PROBLEM DESCRIPTION: Look through the material below and report every line that includes "ParenOpen".

PROVIDED RECORDS:
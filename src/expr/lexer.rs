//! Token lexer for curve expressions using logos

use logos::Logos;

use crate::error::Span;

#[derive(Logos, Debug, Clone, PartialEq)]
#[logos(skip r"[ \t\n\r]+")]
pub enum ExprToken {
    #[regex(r"[0-9]+(\.[0-9]*)?([eE][+-]?[0-9]+)?", |lex| lex.slice().parse::<f64>().ok())]
    #[regex(r"\.[0-9]+([eE][+-]?[0-9]+)?", |lex| lex.slice().parse::<f64>().ok())]
    Number(f64),

    #[regex(r"[\p{L}_][\p{L}\p{N}_]*", |lex| lex.slice().to_string())]
    Ident(String),

    #[token("**")]
    Pow,

    #[token("+")]
    Plus,

    #[token("-")]
    Minus,

    #[token("*")]
    Star,

    #[token("/")]
    Slash,

    #[token("(")]
    ParenOpen,

    #[token(")")]
    ParenClose,

    #[token("[")]
    BracketOpen,

    #[token("]")]
    BracketClose,

    #[token(",")]
    Comma,

    #[token("=")]
    Assign,

    #[token(";")]
    Semicolon,
}

impl std::fmt::Display for ExprToken {
    fn fmt(&self, f: &mut std::fmt::Formatter<'_>) -> std::fmt::Result {
        match self {
            ExprToken::Number(n) => write!(f, "{}", n),
            ExprToken::Ident(s) => write!(f, "{}", s),
            ExprToken::Pow => write!(f, "**"),
            ExprToken::Plus => write!(f, "+"),
            ExprToken::Minus => write!(f, "-"),
            ExprToken::Star => write!(f, "*"),
            ExprToken::Slash => write!(f, "/"),
            ExprToken::ParenOpen => write!(f, "("),
            ExprToken::ParenClose => write!(f, ")"),
            ExprToken::BracketOpen => write!(f, "["),
            ExprToken::BracketClose => write!(f, "]"),
            ExprToken::Comma => write!(f, ","),
            ExprToken::Assign => write!(f, "="),
            ExprToken::Semicolon => write!(f, ";"),
        }
    }
}

/// Lex an expression, failing on the first character no token accepts
pub fn lex(input: &str) -> Result<Vec<(ExprToken, Span)>, Span> {
    ExprToken::lexer(input)
        .spanned()
        .map(|(tok, span)| match tok {
            Ok(t) => Ok((t, span)),
            Err(()) => Err(span),
        })
        .collect()
}

#[cfg(test)]
mod tests {
    use super::*;

    fn tokens(input: &str) -> Vec<ExprToken> {
        lex(input)
            .expect("Should lex")
            .into_iter()
            .map(|(t, _)| t)
            .collect()
    }

    #[test]
    fn test_numbers() {
        assert_eq!(
            tokens("1 2.5 .5 1e3 2.5e-1"),
            vec![
                ExprToken::Number(1.0),
                ExprToken::Number(2.5),
                ExprToken::Number(0.5),
                ExprToken::Number(1000.0),
                ExprToken::Number(0.25),
            ]
        );
    }

    #[test]
    fn test_power_is_one_token() {
        assert_eq!(
            tokens("a**2*b"),
            vec![
                ExprToken::Ident("a".to_string()),
                ExprToken::Pow,
                ExprToken::Number(2.0),
                ExprToken::Star,
                ExprToken::Ident("b".to_string()),
            ]
        );
    }

    #[test]
    fn test_unicode_identifier() {
        assert_eq!(
            tokens("mérés_1[0]"),
            vec![
                ExprToken::Ident("mérés_1".to_string()),
                ExprToken::BracketOpen,
                ExprToken::Number(0.0),
                ExprToken::BracketClose,
            ]
        );
    }

    #[test]
    fn test_invalid_character() {
        assert_eq!(lex("a $ b"), Err(2..3));
    }
}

RESPONSE TO THIS TASK:
    ParenOpen,
            ExprToken::ParenOpen => write!(f, "("),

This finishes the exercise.